• [REQUIRED WORK]
Could you copy each line of the listing that holds "PhysicalDevice"?

• [SUPPLIED RECORDS]
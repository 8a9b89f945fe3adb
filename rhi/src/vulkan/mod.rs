use anyhow::Result;
use log::*;
use std::sync::Arc;

use crate::config::RendererSettings;
use crate::window::PresentationWindow;
use context::VulkanContext;
use descriptor_pool::{DescriptorSetDesc, VulkanDescriptorPool};
use descriptor_set::{DescriptorData, VulkanDescriptorSet};
use device::VulkanDevice;
use instance::VulkanInstance;
use physical_device::{available_graphic_physical_devices, PhysicalDevice, VulkanCandidateSource};
use root_signature::{RootSignatureDesc, VulkanRootSignature};
use surface::VulkanSurface;
use swapchain::VulkanSwapchain;

pub mod command_buffer;
pub mod constants;
pub mod context;
pub mod descriptor_pool;
pub mod descriptor_set;
pub mod device;
pub mod framebuffer;
pub mod image;
pub mod instance;
pub mod physical_device;
pub mod pipeline;
pub mod recording;
pub mod render_pass;
pub mod root_signature;
pub mod surface;
pub mod swapchain;
pub mod sync;

#[cfg(test)]
mod testing;

#[derive(Debug)]
pub struct VulkanRenderer {
    instance: VulkanInstance,
    physical_device: PhysicalDevice,
    device: VulkanDevice,
    descriptor_pool: VulkanDescriptorPool,
    swapchain: Option<VulkanSwapchain>,
    root_signatures: Vec<Arc<VulkanRootSignature>>,
    settings: RendererSettings,
    frame: u64,
}

impl VulkanRenderer {
    pub unsafe fn new(
        settings: &RendererSettings,
        window: Option<Arc<dyn PresentationWindow>>,
    ) -> Result<VulkanRenderer> {
        let window = window.filter(|_| !settings.headless);
        let settings = RendererSettings {
            headless: window.is_none(),
            ..settings.clone()
        };

        let instance = VulkanInstance::new(&settings, window.as_deref())?;

        let source = VulkanCandidateSource::new(&instance, window.as_deref());
        let ratings = available_graphic_physical_devices(&source)?;
        let mut physical_device =
            PhysicalDevice::select(&ratings, settings.preferred_gpu.as_deref())?;

        let surface = match &window {
            Some(window) => Some(VulkanSurface::new(
                &instance,
                &mut physical_device,
                window.as_ref(),
            )?),
            None => None,
        };

        let device = VulkanDevice::new(&instance, &physical_device, &settings)?;
        let descriptor_pool = VulkanDescriptorPool::new(
            &device,
            settings.descriptor_sets_per_pool,
            device.ray_tracing_enabled(),
        )?;

        let swapchain = match (window, surface) {
            (Some(window), Some(surface)) => {
                let context = VulkanContext::new(&instance, &device);
                let mut swapchain = VulkanSwapchain::new(context, window, surface, settings.vsync)?;
                swapchain.set_clear_color(settings.clear_color);
                if swapchain.prepare_next_frame(context)? {
                    swapchain.start_graphic_command_buffer_and_render_pass(context)?;
                }
                Some(swapchain)
            }
            _ => {
                info!("Running headless, no swapchain created.");
                None
            }
        };

        Ok(VulkanRenderer {
            instance,
            physical_device,
            device,
            descriptor_pool,
            swapchain,
            root_signatures: Vec::new(),
            settings,
            frame: 0,
        })
    }

    pub unsafe fn render(&mut self) -> Result<()> {
        let context = VulkanContext::new(&self.instance, &self.device);
        if let Some(swapchain) = self.swapchain.as_mut() {
            swapchain.flip(context)?;
        }
        self.frame += 1;
        Ok(())
    }

    pub unsafe fn set_vsync(&mut self, vsync: bool) -> Result<()> {
        let context = VulkanContext::new(&self.instance, &self.device);
        self.settings.vsync = match self.swapchain.as_mut() {
            Some(swapchain) => {
                swapchain.set_vsync(context, vsync)?;
                swapchain.vsync()
            }
            None => vsync,
        };
        Ok(())
    }

    pub fn vsync(&self) -> bool {
        self.settings.vsync
    }

    pub unsafe fn resize(&mut self) -> Result<()> {
        let context = VulkanContext::new(&self.instance, &self.device);
        if let Some(swapchain) = self.swapchain.as_mut() {
            swapchain.rebuild(context)?;
        }
        Ok(())
    }

    pub fn set_clear_color(&mut self, clear_color: [f32; 4]) {
        self.settings.clear_color = clear_color;
        if let Some(swapchain) = self.swapchain.as_mut() {
            swapchain.set_clear_color(clear_color);
        }
    }

    pub unsafe fn create_root_signature(
        &mut self,
        desc: &RootSignatureDesc,
    ) -> Result<Arc<VulkanRootSignature>> {
        let root_signature = Arc::new(VulkanRootSignature::new(&self.device, desc)?);
        self.root_signatures.push(Arc::clone(&root_signature));
        Ok(root_signature)
    }

    pub unsafe fn retrieve_descriptor_set(
        &self,
        desc: &DescriptorSetDesc,
    ) -> Result<VulkanDescriptorSet> {
        self.descriptor_pool
            .retrieve_descriptor_set(&self.device, desc)
    }

    pub unsafe fn update_descriptor_set(
        &self,
        descriptor_set: &mut VulkanDescriptorSet,
        index: usize,
        params: &[DescriptorData],
    ) -> Result<()> {
        descriptor_set.update(&self.device, index, params)
    }

    pub unsafe fn reset_descriptor_pool(&self) -> Result<()> {
        self.descriptor_pool.reset(&self.device)
    }

    pub fn instance(&self) -> &VulkanInstance {
        &self.instance
    }

    pub fn physical_device(&self) -> &PhysicalDevice {
        &self.physical_device
    }

    pub fn device(&self) -> &VulkanDevice {
        &self.device
    }

    pub fn descriptor_pool(&self) -> &VulkanDescriptorPool {
        &self.descriptor_pool
    }

    pub fn swapchain(&self) -> Option<&VulkanSwapchain> {
        self.swapchain.as_ref()
    }

    pub fn settings(&self) -> &RendererSettings {
        &self.settings
    }

    pub fn frame(&self) -> u64 {
        self.frame
    }

    pub unsafe fn device_wait_idle(&self) -> Result<()> {
        self.device.wait_idle()
    }

    pub unsafe fn destroy(&mut self) {
        if let Err(error) = self.device.wait_idle() {
            warn!("Waiting for the device before shutdown failed: {}", error);
        }

        if let Some(mut swapchain) = self.swapchain.take() {
            swapchain.destroy(VulkanContext::new(&self.instance, &self.device));
        }

        for root_signature in self.root_signatures.drain(..) {
            root_signature.destroy(&self.device);
        }
        self.descriptor_pool.destroy(&self.device);
        self.device.destroy();
        self.instance.destroy();

        debug!("Vulkan renderer destroyed after {} frames.", self.frame);
    }

    pub fn supports_vulkan() -> bool {
        match unsafe { VulkanInstance::load_entry() } {
            Ok(_) => true,
            Err(error) => {
                warn!("Vulkan is not available: {}", error);
                false
            }
        }
    }
}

• [REPLY]
use physical_device::{available_graphic_physical_devices, PhysicalDevice, VulkanCandidateSource};
    physical_device: PhysicalDevice,
            PhysicalDevice::select(&ratings, settings.preferred_gpu.as_deref())?;
    pub fn physical_device(&self) -> &PhysicalDevice {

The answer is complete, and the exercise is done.